Work to complete:
Whenever a line in the records below contains "presigned", pick it out.

*** Given records Section Begins ***

use axum::extract::{Path, State};
use axum::{Extension, Json};
use jiff::Timestamp;
use serde::{Deserialize, Serialize};
use uuid::Uuid;

use steady_core::models::forum::{Comment, ForumPost, Like, MeetingDetails, PostKind};
use steady_core::models::points::reason;
use steady_core::storage_keys;
use steady_storage::{objects, rows};

use crate::error::ApiError;
use crate::middleware::auth::AuthUser;
use crate::routes::points::award_daily;
use crate::state::AppState;

#[derive(Serialize)]
pub struct PostView {
    #[serde(flatten)]
    pub post: ForumPost,
    pub likes: usize,
    /// Whether the requesting user has liked this post.
    pub liked: bool,
}

async fn likes_for(state: &AppState, post_id: Uuid) -> Result<Vec<Like>, ApiError> {
    let prefix = storage_keys::forum_likes_prefix(post_id);
    Ok(rows::list_rows(&state.s3, &state.bucket, &prefix).await?)
}

pub async fn list_posts(
    State(state): State<AppState>,
    Extension(user): Extension<AuthUser>,
) -> Result<Json<Vec<PostView>>, ApiError> {
    let mut posts: Vec<ForumPost> =
        rows::list_rows(&state.s3, &state.bucket, storage_keys::FORUM_POSTS_PREFIX).await?;
    posts.retain(|p| !p.deleted);
    posts.sort_by(|a, b| b.created_at.cmp(&a.created_at));

    let mut views = Vec::with_capacity(posts.len());
    for post in posts {
        let likes = likes_for(&state, post.id).await?;
        let liked = likes.iter().any(|l| l.user_id == user.sub);
        views.push(PostView {
            post,
            likes: likes.len(),
            liked,
        });
    }
    Ok(Json(views))
}

#[derive(Deserialize)]
pub struct CreatePost {
    pub kind: PostKind,
    pub title: String,
    pub body: String,
    pub meeting: Option<MeetingDetails>,
}

#[derive(Serialize)]
pub struct CreatedPost {
    #[serde(flatten)]
    pub post: ForumPost,
    pub points_awarded: bool,
}

pub async fn create_post(
    State(state): State<AppState>,
    Extension(user): Extension<AuthUser>,
    Json(input): Json<CreatePost>,
) -> Result<Json<CreatedPost>, ApiError> {
    let title = input.title.trim();
    let body = input.body.trim();
    if title.is_empty() || body.is_empty() {
        return Err(ApiError::BadRequest(
            "title and body are required".to_string(),
        ));
    }
    // Meeting announcements carry where/when; other kinds must not.
    let meeting = match (input.kind, input.meeting) {
        (PostKind::Meeting, Some(m)) => Some(m),
        (PostKind::Meeting, None) => {
            return Err(ApiError::BadRequest(
                "meeting posts require meeting details".to_string(),
            ));
        }
        (_, _) => None,
    };

    let now = Timestamp::now();
    let post = ForumPost {
        id: Uuid::new_v4(),
        user_id: user.sub.clone(),
        kind: input.kind,
        title: title.to_string(),
        body: body.to_string(),
        meeting,
        deleted: false,
        created_at: now,
    };

    let key = storage_keys::forum_post(post.id);
    rows::save_row(&state.s3, &state.bucket, &key, &post).await?;

    let points_awarded =
        award_daily(&state, &user.sub, reason::FORUM_POST, now, None, None).await?;

    Ok(Json(CreatedPost {
        post,
        points_awarded,
    }))
}

/// Soft delete: the row stays for comment/like referential integrity but
/// disappears from listings.
pub async fn delete_post(
    State(state): State<AppState>,
    Extension(user): Extension<AuthUser>,
    Path(id): Path<Uuid>,
) -> Result<Json<()>, ApiError> {
    let key = storage_keys::forum_post(id);
    let (mut post, etag): (ForumPost, String) =
        rows::load_row(&state.s3, &state.bucket, &key).await?;

    if post.user_id != user.sub {
        return Err(ApiError::Unauthorized(
            "only the author can delete a post".to_string(),
        ));
    }
    if !post.deleted {
        post.deleted = true;
        rows::save_row_if_match(&state.s3, &state.bucket, &key, &post, &etag).await?;
    }
    Ok(Json(()))
}

#[derive(Serialize)]
pub struct LikeState {
    pub likes: usize,
    pub liked: bool,
}

/// Idempotent: the like row is keyed by (post, user), so repeating the
/// request rewrites the same object.
pub async fn like_post(
    State(state): State<AppState>,
    Extension(user): Extension<AuthUser>,
    Path(id): Path<Uuid>,
) -> Result<Json<LikeState>, ApiError> {
    // 404 for likes against unknown or deleted posts.
    let (post, _): (ForumPost, String) =
        rows::load_row(&state.s3, &state.bucket, &storage_keys::forum_post(id)).await?;
    if post.deleted {
        return Err(ApiError::NotFound("post not found".to_string()));
    }

    let like = Like {
        post_id: id,
        user_id: user.sub.clone(),
        created_at: Timestamp::now(),
    };
    let key = storage_keys::forum_like(id, &user.sub);
    rows::save_row(&state.s3, &state.bucket, &key, &like).await?;

    let likes = likes_for(&state, id).await?;
    Ok(Json(LikeState {
        likes: likes.len(),
        liked: true,
    }))
}

pub async fn unlike_post(
    State(state): State<AppState>,
    Extension(user): Extension<AuthUser>,
    Path(id): Path<Uuid>,
) -> Result<Json<LikeState>, ApiError> {
    // Deleting an absent like row is a no-op, so this is idempotent too.
    let key = storage_keys::forum_like(id, &user.sub);
    objects::delete_object(&state.s3, &state.bucket, &key).await?;

    let likes = likes_for(&state, id).await?;
    Ok(Json(LikeState {
        likes: likes.len(),
        liked: false,
    }))
}

pub async fn list_comments(
    State(state): State<AppState>,
    Extension(_user): Extension<AuthUser>,
    Path(id): Path<Uuid>,
) -> Result<Json<Vec<Comment>>, ApiError> {
    let prefix = storage_keys::forum_comments_prefix(id);
    let mut comments: Vec<Comment> = rows::list_rows(&state.s3, &state.bucket, &prefix).await?;
    comments.sort_by(|a, b| a.created_at.cmp(&b.created_at));
    Ok(Json(comments))
}

#[derive(Deserialize)]
pub struct CreateComment {
    pub body: String,
    pub parent_id: Option<Uuid>,
}

pub async fn create_comment(
    State(state): State<AppState>,
    Extension(user): Extension<AuthUser>,
    Path(id): Path<Uuid>,
    Json(input): Json<CreateComment>,
) -> Result<Json<Comment>, ApiError> {
    let body = input.body.trim();
    if body.is_empty() {
        return Err(ApiError::BadRequest("body is required".to_string()));
    }

    let (post, _): (ForumPost, String) =
        rows::load_row(&state.s3, &state.bucket, &storage_keys::forum_post(id)).await?;
    if post.deleted {
        return Err(ApiError::NotFound("post not found".to_string()));
    }

    // A reply's parent must be a comment on the same post.
    if let Some(parent_id) = input.parent_id {
        let parent_key = storage_keys::forum_comment(id, parent_id);
        let _: (Comment, String) = rows::load_row(&state.s3, &state.bucket, &parent_key)
            .await
            .map_err(|_| ApiError::BadRequest("parent comment not found".to_string()))?;
    }

    let comment = Comment {
        id: Uuid::new_v4(),
        post_id: id,
        user_id: user.sub.clone(),
        parent_id: input.parent_id,
        body: body.to_string(),
        created_at: Timestamp::now(),
    };

    let key = storage_keys::forum_comment(id, comment.id);
    rows::save_row(&state.s3, &state.bucket, &key, &comment).await?;
    Ok(Json(comment))
}
pub mod auth;
pub mod chatbot;
pub mod forum;
pub mod goals;
pub mod health;
pub mod journal;
pub mod onboarding;
pub mod points;
pub mod profile;
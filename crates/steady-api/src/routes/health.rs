use axum::Json;

pub async fn health_check() -> Json<serde_json::Value> {
    Json(serde_json::json!({ "status": "ok" }))
}
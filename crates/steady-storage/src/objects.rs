use std::time::Duration;

use aws_sdk_s3::presigning::PresigningConfig;
use aws_sdk_s3::Client;
use aws_smithy_types::byte_stream::ByteStream;

use crate::error::StorageError;

/// Result of a GET operation, including the body and ETag.
pub struct GetObjectOutput {
    pub body: Vec<u8>,
    pub etag: Option<String>,
    pub content_type: Option<String>,
}

/// Get an object from S3.
pub async fn get_object(
    client: &Client,
    bucket: &str,
    key: &str,
) -> Result<GetObjectOutput, StorageError> {
    let resp = client
        .get_object()
        .bucket(bucket)
        .key(key)
        .send()
        .await
        .map_err(|e| {
            let err = e.into_service_error();
            if err.is_no_such_key() {
                StorageError::NotFound {
                    key: key.to_string(),
                }
            } else {
                StorageError::GetObject(err.to_string())
            }
        })?;

    let etag = resp.e_tag().map(|s| s.to_string());
    let content_type = resp.content_type().map(|s| s.to_string());
    let body = resp
        .body
        .collect()
        .await
        .map_err(|e| StorageError::GetObject(e.to_string()))?
        .into_bytes()
        .to_vec();

    Ok(GetObjectOutput {
        body,
        etag,
        content_type,
    })
}

/// Put an object to S3. Returns the new ETag.
pub async fn put_object(
    client: &Client,
    bucket: &str,
    key: &str,
    body: Vec<u8>,
    content_type: Option<&str>,
) -> Result<String, StorageError> {
    let mut req = client
        .put_object()
        .bucket(bucket)
        .key(key)
        .body(ByteStream::from(body));

    if let Some(ct) = content_type {
        req = req.content_type(ct);
    }

    let resp = req
        .send()
        .await
        .map_err(|e| StorageError::PutObject(e.into_service_error().to_string()))?;

    Ok(resp.e_tag().unwrap_or_default().to_string())
}

/// Put an object to S3 with an If-Match precondition (ETag optimistic
/// locking). Returns the new ETag, or `StorageError::PreconditionFailed`
/// when the object changed underneath the caller.
pub async fn put_object_if_match(
    client: &Client,
    bucket: &str,
    key: &str,
    body: Vec<u8>,
    content_type: Option<&str>,
    expected_etag: &str,
) -> Result<String, StorageError> {
    let mut req = client
        .put_object()
        .bucket(bucket)
        .key(key)
        .body(ByteStream::from(body))
        .if_match(expected_etag);

    if let Some(ct) = content_type {
        req = req.content_type(ct);
    }

    let resp = req.send().await.map_err(|e| {
        let err = e.into_service_error();
        // S3 returns 412 Precondition Failed when If-Match doesn't match
        if err.to_string().contains("PreconditionFailed") {
            StorageError::PreconditionFailed {
                key: key.to_string(),
            }
        } else {
            StorageError::PutObject(err.to_string())
        }
    })?;

    Ok(resp.e_tag().unwrap_or_default().to_string())
}

/// Delete an object from S3.
pub async fn delete_object(client: &Client, bucket: &str, key: &str) -> Result<(), StorageError> {
    client
        .delete_object()
        .bucket(bucket)
        .key(key)
        .send()
        .await
        .map_err(|e| StorageError::DeleteObject(e.into_service_error().to_string()))?;

    Ok(())
}

/// List objects under a prefix. Returns keys.
pub async fn list_objects(
    client: &Client,
    bucket: &str,
    prefix: &str,
) -> Result<Vec<String>, StorageError> {
    let mut keys = Vec::new();
    let mut continuation_token: Option<String> = None;

    loop {
        let mut req = client.list_objects_v2().bucket(bucket).prefix(prefix);

        if let Some(token) = &continuation_token {
            req = req.continuation_token(token);
        }

        let resp = req
            .send()
            .await
            .map_err(|e| StorageError::ListObjects(e.into_service_error().to_string()))?;

        for obj in resp.contents() {
            if let Some(key) = obj.key() {
                keys.push(key.to_string());
            }
        }

        if resp.is_truncated() == Some(true) {
            continuation_token = resp.next_continuation_token().map(|s| s.to_string());
        } else {
            break;
        }
    }

    Ok(keys)
}

/// Generate a presigned GET URL, used to hand media blobs (avatars, journal
/// attachments) to the app without proxying bytes.
pub async fn presign_get(
    client: &Client,
    bucket: &str,
    key: &str,
    expires_in: Duration,
) -> Result<String, StorageError> {
    let presign_config = PresigningConfig::builder()
        .expires_in(expires_in)
        .build()
        .map_err(|e| StorageError::Presign(e.to_string()))?;

    let presigned = client
        .get_object()
        .bucket(bucket)
        .key(key)
        .presigned(presign_config)
        .await
        .map_err(|e| StorageError::Presign(e.to_string()))?;

    Ok(presigned.uri().to_string())
}

/// Generate a presigned PUT URL for uploading a media blob.
pub async fn presign_put(
    client: &Client,
    bucket: &str,
    key: &str,
    content_type: Option<&str>,
    expires_in: Duration,
) -> Result<String, StorageError> {
    let presign_config = PresigningConfig::builder()
        .expires_in(expires_in)
        .build()
        .map_err(|e| StorageError::Presign(e.to_string()))?;

    let mut req = client.put_object().bucket(bucket).key(key);

    if let Some(ct) = content_type {
        req = req.content_type(ct);
    }

    let presigned = req
        .presigned(presign_config)
        .await
        .map_err(|e| StorageError::Presign(e.to_string()))?;

    Ok(presigned.uri().to_string())
}
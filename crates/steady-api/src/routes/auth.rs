use axum::extract::State;
use axum::Json;
use jiff::Timestamp;
use serde::{Deserialize, Serialize};

use steady_auth::flows;
use steady_core::models::profile::UserProfile;
use steady_core::storage_keys;
use steady_storage::rows;

use crate::error::ApiError;
use crate::state::AppState;

#[derive(Deserialize)]
pub struct SignUpRequest {
    pub email: String,
    pub password: String,
    pub name: String,
}

#[derive(Serialize)]
pub struct SignUpResponse {
    pub user_id: String,
}

pub async fn sign_up(
    State(state): State<AppState>,
    Json(input): Json<SignUpRequest>,
) -> Result<Json<SignUpResponse>, ApiError> {
    let email = input.email.trim();
    let name = input.name.trim();
    if email.is_empty() || input.password.is_empty() || name.is_empty() {
        return Err(ApiError::BadRequest(
            "email, password and name are required".to_string(),
        ));
    }

    let user_id = flows::sign_up(
        &state.cognito,
        &state.cognito_client_id,
        email,
        &input.password,
        name,
    )
    .await?;

    // Seed the profile row so first login never 404s.
    let now = Timestamp::now();
    let profile = UserProfile {
        user_id: user_id.clone(),
        name: Some(name.to_string()),
        avatar_url: None,
        addiction: None,
        dependency_level: None,
        onboarding_complete: false,
        created_at: now,
        updated_at: now,
    };
    let key = storage_keys::user_profile(&user_id);
    rows::save_row(&state.s3, &state.bucket, &key, &profile).await?;

    tracing::info!(%user_id, "user registered");
    Ok(Json(SignUpResponse { user_id }))
}

#[derive(Deserialize)]
pub struct ConfirmRequest {
    pub email: String,
    pub code: String,
}

pub async fn confirm(
    State(state): State<AppState>,
    Json(input): Json<ConfirmRequest>,
) -> Result<Json<()>, ApiError> {
    flows::confirm_sign_up(
        &state.cognito,
        &state.cognito_client_id,
        input.email.trim(),
        input.code.trim(),
    )
    .await?;
    Ok(Json(()))
}

#[derive(Deserialize)]
pub struct SignInRequest {
    pub email: String,
    pub password: String,
}

#[derive(Serialize)]
pub struct SessionResponse {
    pub access_token: String,
    pub id_token: String,
    pub refresh_token: String,
}

impl From<flows::SessionTokens> for SessionResponse {
    fn from(tokens: flows::SessionTokens) -> Self {
        Self {
            access_token: tokens.access_token,
            id_token: tokens.id_token,
            refresh_token: tokens.refresh_token,
        }
    }
}

pub async fn sign_in(
    State(state): State<AppState>,
    Json(input): Json<SignInRequest>,
) -> Result<Json<SessionResponse>, ApiError> {
    let tokens = flows::sign_in(
        &state.cognito,
        &state.cognito_client_id,
        input.email.trim(),
        &input.password,
    )
    .await?;
    Ok(Json(tokens.into()))
}

#[derive(Deserialize)]
pub struct RefreshRequest {
    pub refresh_token: String,
}

pub async fn refresh(
    State(state): State<AppState>,
    Json(input): Json<RefreshRequest>,
) -> Result<Json<SessionResponse>, ApiError> {
    let tokens = flows::refresh_session(
        &state.cognito,
        &state.cognito_client_id,
        &input.refresh_token,
    )
    .await?;
    Ok(Json(tokens.into()))
}

#[derive(Deserialize)]
pub struct SignOutRequest {
    pub access_token: String,
}

pub async fn sign_out(
    State(state): State<AppState>,
    Json(input): Json<SignOutRequest>,
) -> Result<Json<()>, ApiError> {
    flows::sign_out(&state.cognito, &input.access_token).await?;
    Ok(Json(()))
}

*** Given records Section Ends ***

Response to this exercise:
/// Generate a presigned GET URL, used to hand media blobs (avatars, journal
    let presigned = client
        .presigned(presign_config)
    Ok(presigned.uri().to_string())
/// Generate a presigned PUT URL for uploading a media blob.
    let presigned = req
        .presigned(presign_config)
    Ok(presigned.uri().to_string())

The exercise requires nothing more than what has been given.